According to Hulbert, the National Road helped drive the westward movement of American settlers and frontiersmen.

"Throughout its generation, the course of the National Road was on the general alignment of the expansive movement," Hulbert wrote.

Championed by Henry Clay, three presidents - Jefferson, James Madison and James Monroe - signed legislation that brought the National Road from Cumberland to what was then Wheeling, Va. The road originally was planned to run through Charles Town (Wellsburg), but the efforts of Lydia Boggs Shepherd Cruger changed that.

The greatest blow to the road came when the Baltimore and Ohio Railroad expanded into the Wheeling area, offering the National Road competition for the movement of goods and people, according to Wheeling National Heritage Area Corp.

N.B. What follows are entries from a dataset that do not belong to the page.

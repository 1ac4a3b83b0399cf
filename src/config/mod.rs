use serde::{Deserialize, Serialize};
use std::path::{Path, PathBuf};
use std::sync::Arc;
use tokio::sync::RwLock;
use tracing::{error, info, warn};

const DEFAULT_PORT: u16 = 8787;
const DEFAULT_TRACKING_POLL_SECS: u64 = 45;
const DEFAULT_PUBLISH_INTERVAL_SECS: u64 = 60;

fn default_bind_address() -> String {
    "127.0.0.1".to_string()
}

// ─── AiConfig ─────────────────────────────────────────────────────────────────

/// AI gateway configuration (`[ai]` in config.toml).
///
/// The gateway is any OpenAI-compatible chat/image endpoint.
#[derive(Debug, Clone, Deserialize, Serialize)]
#[serde(default)]
pub struct AiConfig {
    /// Gateway base URL (default: https://api.openai.com/v1).
    pub base_url: String,
    /// API key. Empty = AI features disabled; chat falls back to canned replies.
    /// Also settable via `WRAPD_AI_API_KEY`.
    pub api_key: String,
    /// Chat model id (default: gpt-4o-mini).
    pub model: String,
    /// Image model id (default: gpt-image-1).
    pub image_model: String,
    /// Per-request timeout in seconds (default: 30).
    pub timeout_secs: u64,
    /// Default per-tenant daily call cap when the tenant row has none (default: 200).
    pub daily_limit: i64,
}

impl Default for AiConfig {
    fn default() -> Self {
        Self {
            base_url: "https://api.openai.com/v1".to_string(),
            api_key: String::new(),
            model: "gpt-4o-mini".to_string(),
            image_model: "gpt-image-1".to_string(),
            timeout_secs: 30,
            daily_limit: 200,
        }
    }
}

// ─── MailConfig ───────────────────────────────────────────────────────────────

/// Transactional email delivery (`[mail]` in config.toml).
///
/// Sends through the WrapShop mail relay: `POST {base_url}/messages` with a
/// bearer key. Empty key = sends are logged and dropped.
#[derive(Debug, Clone, Deserialize, Serialize)]
#[serde(default)]
pub struct MailConfig {
    /// Delivery API base URL.
    pub base_url: String,
    /// Delivery API key. Also settable via `WRAPD_MAIL_API_KEY`.
    pub api_key: String,
    /// From address on outgoing mail (default: quotes@wrapshop.io).
    pub from_address: String,
}

impl Default for MailConfig {
    fn default() -> Self {
        Self {
            base_url: "https://mail.api.wrapshop.io/v1".to_string(),
            api_key: String::new(),
            from_address: "quotes@wrapshop.io".to_string(),
        }
    }
}

// ─── TrackingConfig ───────────────────────────────────────────────────────────

/// Shipment tracking API (`[tracking]` in config.toml).
#[derive(Debug, Clone, Deserialize, Serialize)]
#[serde(default)]
pub struct TrackingConfig {
    /// Tracking API base URL (carrier aggregator).
    pub base_url: String,
    /// Tracking API key. Also settable via `WRAPD_TRACKING_API_KEY`.
    pub api_key: String,
    /// Poller interval in seconds (default: 45). Hot-reloadable.
    pub poll_interval_secs: u64,
}

impl Default for TrackingConfig {
    fn default() -> Self {
        Self {
            base_url: "https://track.api.wrapshop.io/v1".to_string(),
            api_key: String::new(),
            poll_interval_secs: DEFAULT_TRACKING_POLL_SECS,
        }
    }
}

// ─── SocialConfig ─────────────────────────────────────────────────────────────

/// Meta (Instagram/Facebook) integration (`[social]` in config.toml).
#[derive(Debug, Clone, Deserialize, Serialize)]
#[serde(default)]
pub struct SocialConfig {
    /// Meta app id for the OAuth flow.
    pub app_id: String,
    /// Meta app secret — signs OAuth state and `appsecret_proof`.
    /// Also settable via `WRAPD_META_APP_SECRET`.
    pub app_secret: String,
    /// OAuth redirect URL registered on the Meta app.
    pub redirect_url: String,
    /// Graph API base (default: https://graph.facebook.com/v21.0).
    pub graph_url: String,
    /// Publisher worker interval in seconds (default: 60). Hot-reloadable.
    pub publish_interval_secs: u64,
}

impl Default for SocialConfig {
    fn default() -> Self {
        Self {
            app_id: String::new(),
            app_secret: String::new(),
            redirect_url: String::new(),
            graph_url: "https://graph.facebook.com/v21.0".to_string(),
            publish_interval_secs: DEFAULT_PUBLISH_INTERVAL_SECS,
        }
    }
}

// ─── VoiceConfig ──────────────────────────────────────────────────────────────

/// Voice/IVR webhook intake (`[voice]` in config.toml).
#[derive(Debug, Clone, Deserialize, Serialize)]
#[serde(default)]
pub struct VoiceConfig {
    /// Shared secret for the `X-Voice-Signature` HMAC on `/webhooks/voice`.
    /// Empty = webhook rejected (signing is mandatory for phone intake).
    /// Also settable via `WRAPD_VOICE_SECRET`.
    pub webhook_secret: String,
}

impl Default for VoiceConfig {
    fn default() -> Self {
        Self {
            webhook_secret: String::new(),
        }
    }
}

Executive Director Jeremy Morris. Still, Morris said, the road had its uses.

"The National Road was still a good secondary road to get things into the state," Morris said.

In the years leading up to the Civil War, Peyton said one increasingly controversial commodity was being moved along the National Road. "There are documented accounts of slave catchers moving captured slaves along the road," Peyton said.

When the Fugitive Slave Act of 1850 legally authorized the catching of runaway slaves and returning them to their masters, Peyton said it was common for farmers and merchants along the road to see slave catchers escorting slaves through Virginia, a slave state, then Pennsylvania, a free state, and back toward the South through Maryland, another slave state.

Once West Virginia joined the Union, all states connected to the National Road were loyal to the United States during the Civil War. Neither Morris or Peyton knew of any Civil War battles or skirmishes along the National Road though both agreed it could have been an auxiliary means of transport.

On June 13, 2002, the National Road was one of 36 highways across the country added to the federal government's list of scenic, historic and recreational byways known as America's Byways.